A third example would be margin calls. Trading companies will extend credit to their clients to make trades which the client holds as positions in margin accounts. Positions can go down in value and if a position goes too low, a client will be required to put more funds into the account as collateral. The demand for collateral is a margin call. Trading companies establish procedures and parameters for when they will make margin calls. These procedures and parameters apply to individual trading accounts and cumulatively across the entire customer trading organisation - the ultimate parent concept described above, or subsidiary parent levels underneath the ultimate parent.

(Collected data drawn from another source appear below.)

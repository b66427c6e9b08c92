//! CLI integration tests
//!
//! These tests run the built binary and verify:
//! - Command parsing
//! - Manifest files written to disk
//! - Overwrite protection
//! - Exit codes

use packfile::Manifest;
use std::fs;
use std::path::Path;
use std::process::{Command, Output};
use tempfile::TempDir;

fn packfile_cmd() -> Command {
    let mut cmd = Command::new(env!("CARGO_BIN_EXE_packfile"));
    cmd.env_remove("RUST_LOG")
        .env_remove("PACKFILE_MANIFEST_NAME")
        .env_remove("PACKFILE_CATCHALL_THRESHOLD")
        .env_remove("PACKFILE_MAX_LICENSE_BYTES")
        .env_remove("PACKFILE_LOG_LEVEL")
        .env_remove("PACKFILE_LOG_JSON");
    cmd
}

fn run(args: &[&str]) -> Output {
    packfile_cmd()
        .args(args)
        .output()
        .expect("Failed to execute packfile")
}

/// Creates a small model repository
fn create_model_repo(dir: &TempDir) -> &Path {
    let root = dir.path();
    fs::write(root.join("model.gguf"), vec![0u8; 1024]).unwrap();
    fs::write(root.join("README.md"), "# Model").unwrap();
    fs::create_dir_all(root.join("data")).unwrap();
    fs::write(root.join("data/eval.csv"), "a,b").unwrap();
    root
}

#[test]
fn test_cli_help() {
    let output = run(&["--help"]);

    assert!(output.status.success());
    let stdout = String::from_utf8_lossy(&output.stdout);
    assert!(stdout.contains("packfile"));
    assert!(stdout.contains("init"));
}

#[test]
fn test_cli_version() {
    let output = run(&["--version"]);

    assert!(output.status.success());
    let stdout = String::from_utf8_lossy(&output.stdout);
    assert!(stdout.contains(env!("CARGO_PKG_VERSION")));
}

#[test]
fn test_init_writes_manifest() {
    let temp_dir = TempDir::new().unwrap();
    let root = create_model_repo(&temp_dir);

    let output = run(&[
        "init",
        root.to_str().unwrap(),
        "--name",
        "tiny",
        "--author",
        "Jane Doe",
    ]);
    assert!(
        output.status.success(),
        "stderr: {}",
        String::from_utf8_lossy(&output.stderr)
    );

    let written = fs::read_to_string(root.join("Packfile")).unwrap();
    let manifest = Manifest::from_yaml(&written).unwrap();

    assert_eq!(manifest.package.name.as_deref(), Some("tiny"));
    assert_eq!(manifest.package.authors, vec!["Jane Doe"]);
    assert_eq!(manifest.model.unwrap().path, "model.gguf");
    assert_eq!(manifest.datasets[0].path, "data");
}

#[test]
fn test_init_refuses_to_overwrite() {
    let temp_dir = TempDir::new().unwrap();
    let root = create_model_repo(&temp_dir);
    fs::write(root.join("Packfile"), "existing").unwrap();

    let output = run(&["init", root.to_str().unwrap()]);

    assert_eq!(output.status.code(), Some(1));
    assert_eq!(fs::read_to_string(root.join("Packfile")).unwrap(), "existing");
}

#[test]
fn test_init_force_overwrites() {
    let temp_dir = TempDir::new().unwrap();
    let root = create_model_repo(&temp_dir);
    fs::write(root.join("Packfile"), "existing").unwrap();

    let output = run(&["init", root.to_str().unwrap(), "--force"]);

    assert!(output.status.success());
    let written = fs::read_to_string(root.join("Packfile")).unwrap();
    assert!(written.starts_with("manifestVersion:"));
}

#[test]
fn test_init_stdout_json() {
    let temp_dir = TempDir::new().unwrap();
    let root = create_model_repo(&temp_dir);

    let output = run(&[
        "-q",
        "init",
        root.to_str().unwrap(),
        "--format",
        "json",
        "--stdout",
    ]);

    assert!(output.status.success());
    let stdout = String::from_utf8_lossy(&output.stdout);
    let value: serde_json::Value = serde_json::from_str(&stdout).unwrap();
    assert_eq!(value["manifestVersion"], "1.0.0");
    assert_eq!(value["model"]["name"], "model");
    assert!(!root.join("Packfile.json").exists());
    assert!(!root.join("Packfile").exists());
}

#[test]
fn test_init_json_file_name() {
    let temp_dir = TempDir::new().unwrap();
    let root = create_model_repo(&temp_dir);

    let output = run(&["init", root.to_str().unwrap(), "--format", "json"]);

    assert!(output.status.success());
    assert!(root.join("Packfile.json").exists());
}

#[test]
fn test_custom_manifest_name() {
    let temp_dir = TempDir::new().unwrap();
    let root = create_model_repo(&temp_dir);

    let output = packfile_cmd()
        .args(["init", root.to_str().unwrap()])
        .env("PACKFILE_MANIFEST_NAME", "ArtifactManifest")
        .output()
        .unwrap();

    assert!(output.status.success());
    assert!(root.join("ArtifactManifest").exists());
}

#[test]
fn test_init_missing_path() {
    let temp_dir = TempDir::new().unwrap();
    let missing = temp_dir.path().join("missing");

    let output = run(&["init", missing.to_str().unwrap()]);
    assert_eq!(output.status.code(), Some(1));
}

#[test]
fn test_invalid_config_fails() {
    let temp_dir = TempDir::new().unwrap();
    let root = create_model_repo(&temp_dir);

    let output = packfile_cmd()
        .args(["init", root.to_str().unwrap()])
        .env("PACKFILE_MAX_LICENSE_BYTES", "0")
        .output()
        .unwrap();

    assert_eq!(output.status.code(), Some(1));
    assert!(!root.join("Packfile").exists());
}

#[test]
fn test_init_requires_path() {
    let output = run(&["init"]);
    assert!(!output.status.success());
}

#[test]
fn test_init_logs_rendered_manifest() {
    let temp_dir = TempDir::new().unwrap();
    let root = create_model_repo(&temp_dir);

    let output = run(&["init", root.to_str().unwrap()]);

    assert!(output.status.success());
    let stderr = String::from_utf8_lossy(&output.stderr);
    let generated = stderr.find("Generated manifest").expect("manifest logged");
    let saved = stderr.find("Manifest saved to").expect("save logged");
    assert!(generated < saved);
    assert!(stderr.contains("manifestVersion"));
}

#[test]
fn test_json_logging_from_env() {
    let temp_dir = TempDir::new().unwrap();
    let root = create_model_repo(&temp_dir);

    let output = packfile_cmd()
        .args(["init", root.to_str().unwrap(), "--stdout"])
        .env("PACKFILE_LOG_JSON", "true")
        .output()
        .unwrap();

    assert!(output.status.success());
    let stderr = String::from_utf8_lossy(&output.stderr);
    let lines: Vec<&str> = stderr.lines().filter(|l| !l.trim().is_empty()).collect();
    assert!(!lines.is_empty());
    for line in lines {
        let value: serde_json::Value = serde_json::from_str(line)
            .unwrap_or_else(|e| panic!("log line is not JSON ({}): {}", e, line));
        assert!(value.get("level").is_some());
    }
}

The procedures and parameters are submitted by trading companies to lenders and insurers as covenants for the loans and policies they undertake. Sometimes trading companies will seek to avoid making margin calls in order to protect an important client. They’ll move collateral between individual accounts or attempt to disguise the customer’s cumulative position by manipulating the parent structure of their client accounts. These are other forms of structuring. They’re also violations of the covenants of the loans and policies. And if the trading company has a requirement to report violations of their covenants, it’s fraud when they don’t do so. (It should also be mentioned that the clients will often be complicit, or even demanding in the attempt to avoid the margin calls. I don’t know how illegal that is. I’m only familiar with the financial reporting side.)
There are plenty of other examples of illegal structuring to avoid financial reporting. However, I think I’ve been verbose enough with the three above. Structuring isn’t only illegal for bank deposits. It has multiple forms and all of them represent illicit activity and should be submitted under a Suspicious Activity Report if they’re discovered.

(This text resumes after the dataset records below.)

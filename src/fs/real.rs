use super::{DirEntry, FileMetadata, FileSystem, FileType};
use anyhow::{Context, Result};
use std::fs;
use std::io::Read;
use std::path::Path;
use tracing::warn;

pub struct RealFileSystem;

impl RealFileSystem {
    pub fn new() -> Self {
        Self
    }
}

impl Default for RealFileSystem {
    fn default() -> Self {
        Self::new()
    }
}

/// Entry type without following symlinks; a link is never reported as a directory
fn file_type_of(file_type: fs::FileType) -> FileType {
    if file_type.is_symlink() {
        FileType::Symlink
    } else if file_type.is_dir() {
        FileType::Directory
    } else {
        FileType::File
    }
}

impl FileSystem for RealFileSystem {
    fn exists(&self, path: &Path) -> bool {
        path.exists()
    }

    fn is_dir(&self, path: &Path) -> bool {
        path.is_dir()
    }

    fn metadata(&self, path: &Path) -> Result<FileMetadata> {
        let meta = fs::metadata(path).context(format!("Failed to get metadata for {:?}", path))?;

        let file_type = if meta.is_file() {
            FileType::File
        } else if meta.is_dir() {
            FileType::Directory
        } else {
            FileType::Symlink
        };

        Ok(FileMetadata {
            size: meta.len(),
            file_type,
        })
    }

    fn read_bytes(&self, path: &Path, max_bytes: usize) -> Result<Vec<u8>> {
        let file = fs::File::open(path).context(format!("Failed to open file {:?}", path))?;
        let mut buffer = Vec::new();
        file.take(max_bytes as u64)
            .read_to_end(&mut buffer)
            .context(format!("Failed to read bytes from {:?}", path))?;
        Ok(buffer)
    }

    fn read_dir(&self, path: &Path) -> Result<Vec<DirEntry>> {
        let entries = fs::read_dir(path).context(format!("Failed to read directory {:?}", path))?;

        let mut result = Vec::new();
        for entry in entries {
            let entry = entry.context("Failed to read directory entry")?;
            let path = entry.path();
            let name = match entry.file_name().into_string() {
                Ok(name) => name,
                Err(_) => {
                    warn!(path = %path.display(), "Skipping entry with non UTF-8 name");
                    continue;
                }
            };
            let file_type = file_type_of(
                entry
                    .file_type()
                    .context(format!("Failed to get file type for {:?}", path))?,
            );

            result.push(DirEntry {
                path,
                name,
                file_type,
            });
        }

        Ok(result)
    }
}
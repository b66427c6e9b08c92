use super::{single_match, LicenseClassifier, LicenseError};
use regex::Regex;
use tracing::trace;

/// Characteristic phrases for a license
///
/// Matching runs on lowercase text with whitespace collapsed to single spaces.
/// A license matches when every `required` pattern matches and no `forbidden`
/// pattern does.
struct LicensePattern {
    id: &'static str,
    required: &'static [&'static str],
    forbidden: &'static [&'static str],
}

const KNOWN_LICENSES: &[LicensePattern] = &[
    LicensePattern {
        id: "Apache-2.0",
        required: &[r"apache license,? version 2\.0"],
        forbidden: &[],
    },
    LicensePattern {
        id: "MIT",
        required: &[r"permission is hereby granted, free of charge, to any person obtaining a copy"],
        forbidden: &[],
    },
    LicensePattern {
        id: "ISC",
        required: &[
            r"permission to use, copy, modify, and(/or)? distribute this software for any purpose with or without fee is hereby granted",
        ],
        forbidden: &[],
    },
    LicensePattern {
        id: "BSD-3-Clause",
        required: &[
            r"redistribution and use in source and binary forms",
            r"neither the name of",
        ],
        forbidden: &[r"all advertising materials"],
    },
    LicensePattern {
        id: "BSD-2-Clause",
        required: &[r"redistribution and use in source and binary forms"],
        forbidden: &[r"neither the name of", r"all advertising materials"],
    },
    LicensePattern {
        id: "GPL-2.0",
        required: &[r"gnu general public license version 2, june 1991"],
        forbidden: &[],
    },
    LicensePattern {
        id: "GPL-3.0",
        required: &[r"gnu general public license version 3, 29 june 2007"],
        forbidden: &[],
    },
    LicensePattern {
        id: "LGPL-2.1",
        required: &[r"gnu lesser general public license version 2\.1, february 1999"],
        forbidden: &[],
    },
    LicensePattern {
        id: "LGPL-3.0",
        required: &[r"gnu lesser general public license version 3, 29 june 2007"],
        forbidden: &[],
    },
    LicensePattern {
        id: "AGPL-3.0",
        required: &[r"gnu affero general public license version 3, 19 november 2007"],
        forbidden: &[],
    },
    LicensePattern {
        id: "MPL-2.0",
        required: &[r"mozilla public license,? (version |v\. ?)2\.0"],
        forbidden: &[],
    },
    LicensePattern {
        id: "Unlicense",
        required: &[r"this is free and unencumbered software released into the public domain"],
        forbidden: &[],
    },
    LicensePattern {
        id: "BSL-1.0",
        required: &[r"boost software license - version 1\.0"],
        forbidden: &[],
    },
    LicensePattern {
        id: "CC0-1.0",
        required: &[r"cc0 1\.0 universal"],
        forbidden: &[],
    },
    LicensePattern {
        id: "CC-BY-4.0",
        required: &[r"attribution 4\.0 international"],
        forbidden: &[],
    },
];

struct CompiledLicense {
    id: &'static str,
    required: Vec<Regex>,
    forbidden: Vec<Regex>,
}

impl CompiledLicense {
    fn matches(&self, text: &str) -> bool {
        self.required.iter().all(|re| re.is_match(text))
            && !self.forbidden.iter().any(|re| re.is_match(text))
    }
}

fn compile(patterns: &[&str]) -> Vec<Regex> {
    patterns
        .iter()
        .map(|p| Regex::new(p).expect("valid regex"))
        .collect()
}

/// License classifier driven by a table of well-known license phrases
///
/// An explicit `SPDX-License-Identifier:` tag wins over phrase matching.
pub struct PhraseLicenseClassifier {
    licenses: Vec<CompiledLicense>,
    spdx_tag: Regex,
}

impl PhraseLicenseClassifier {
    pub fn new() -> Self {
        let licenses = KNOWN_LICENSES
            .iter()
            .map(|pattern| CompiledLicense {
                id: pattern.id,
                required: compile(pattern.required),
                forbidden: compile(pattern.forbidden),
            })
            .collect();

        Self {
            licenses,
            spdx_tag: Regex::new(r"(?m)SPDX-License-Identifier:[ \t]*([^\r\n]+?)[ \t]*(?:\*/|-->)?[ \t]*\r?$")
                .expect("valid regex"),
        }
    }

    /// Ids of every known license whose phrases appear in `text`
    pub fn matching_ids(&self, text: &str) -> Vec<String> {
        let normalized = normalize(text);
        self.licenses
            .iter()
            .filter(|license| license.matches(&normalized))
            .map(|license| license.id.to_string())
            .collect()
    }

    fn spdx_tags(&self, text: &str) -> Vec<String> {
        let mut tags: Vec<String> = self
            .spdx_tag
            .captures_iter(text)
            .filter_map(|caps| caps.get(1))
            .map(|m| m.as_str().trim().to_string())
            .filter(|tag| !tag.is_empty())
            .collect();
        tags.sort();
        tags.dedup();
        tags
    }
}

impl Default for PhraseLicenseClassifier {
    fn default() -> Self {
        Self::new()
    }
}

impl LicenseClassifier for PhraseLicenseClassifier {
    fn classify(&self, text: &[u8]) -> Result<String, LicenseError> {
        let text = String::from_utf8_lossy(text);

        let tags = self.spdx_tags(&text);
        if !tags.is_empty() {
            trace!(tags = ?tags, "Found SPDX license identifier tags");
            return single_match(tags);
        }

        let ids = self.matching_ids(&text);
        trace!(matches = ?ids, "License phrase matches");
        single_match(ids)
    }
}

fn normalize(text: &str) -> String {
    text.split_whitespace()
        .collect::<Vec<_>>()
        .join(" ")
        .to_lowercase()
}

I think your argument could be the same if you substituted, “with a ten minute search of your house” in certain places. Would you still chastise me in the same way?
I can’t really work out what you mean in terms of the substitution.
Is there a law allowing an arbitrary ten minute search of your property? If there isn’t the argument is useless. Another straw man.
But the law is the law. Sometimes the law seems unreasonable. Sometimes the law is unreasonable. But if you break an unreasonable law, you have still broken a law. Fighting it is another matter, but if you want to act within the law, you do so. You don’t get to modify the law based upon your own idea of what is reasonable. The idea of reasonable within the law might be determined by your peers, if you want a trial by jury.
Two scenarios…neither of which the police have any reason to believe that you have broken the law:
-
What’s going on in that living room? Give us just a peek.
-
What are you buying with that money?
I have no special knowledge, but my understanding is that in neither case is such a demand for search lawful. So what is the problem? The argument makes no sense in context and has no impact on the discussion.
I stated it imprecisely. They are demanding in both circumstances.
And in both cases you can tell them to go away. And they will know they have no right to push the request.
Police are very good at social engineering and getting people to agree to such things, but they have no special legal right to demand. So again, this has no bearing on the discussion.
And if they demand that Bob Smith Ford Dealership gives a report, are they really pretending that they aren’t demanding the purpose of the payment?
I am in the same position as you. We are talking past each other. If I report a transaction, or structure it to hide it, to the Luxor Casino in Las Vegas, how am I not reporting to the government what I am doing with my legal cash? Do they think I bought livestock there?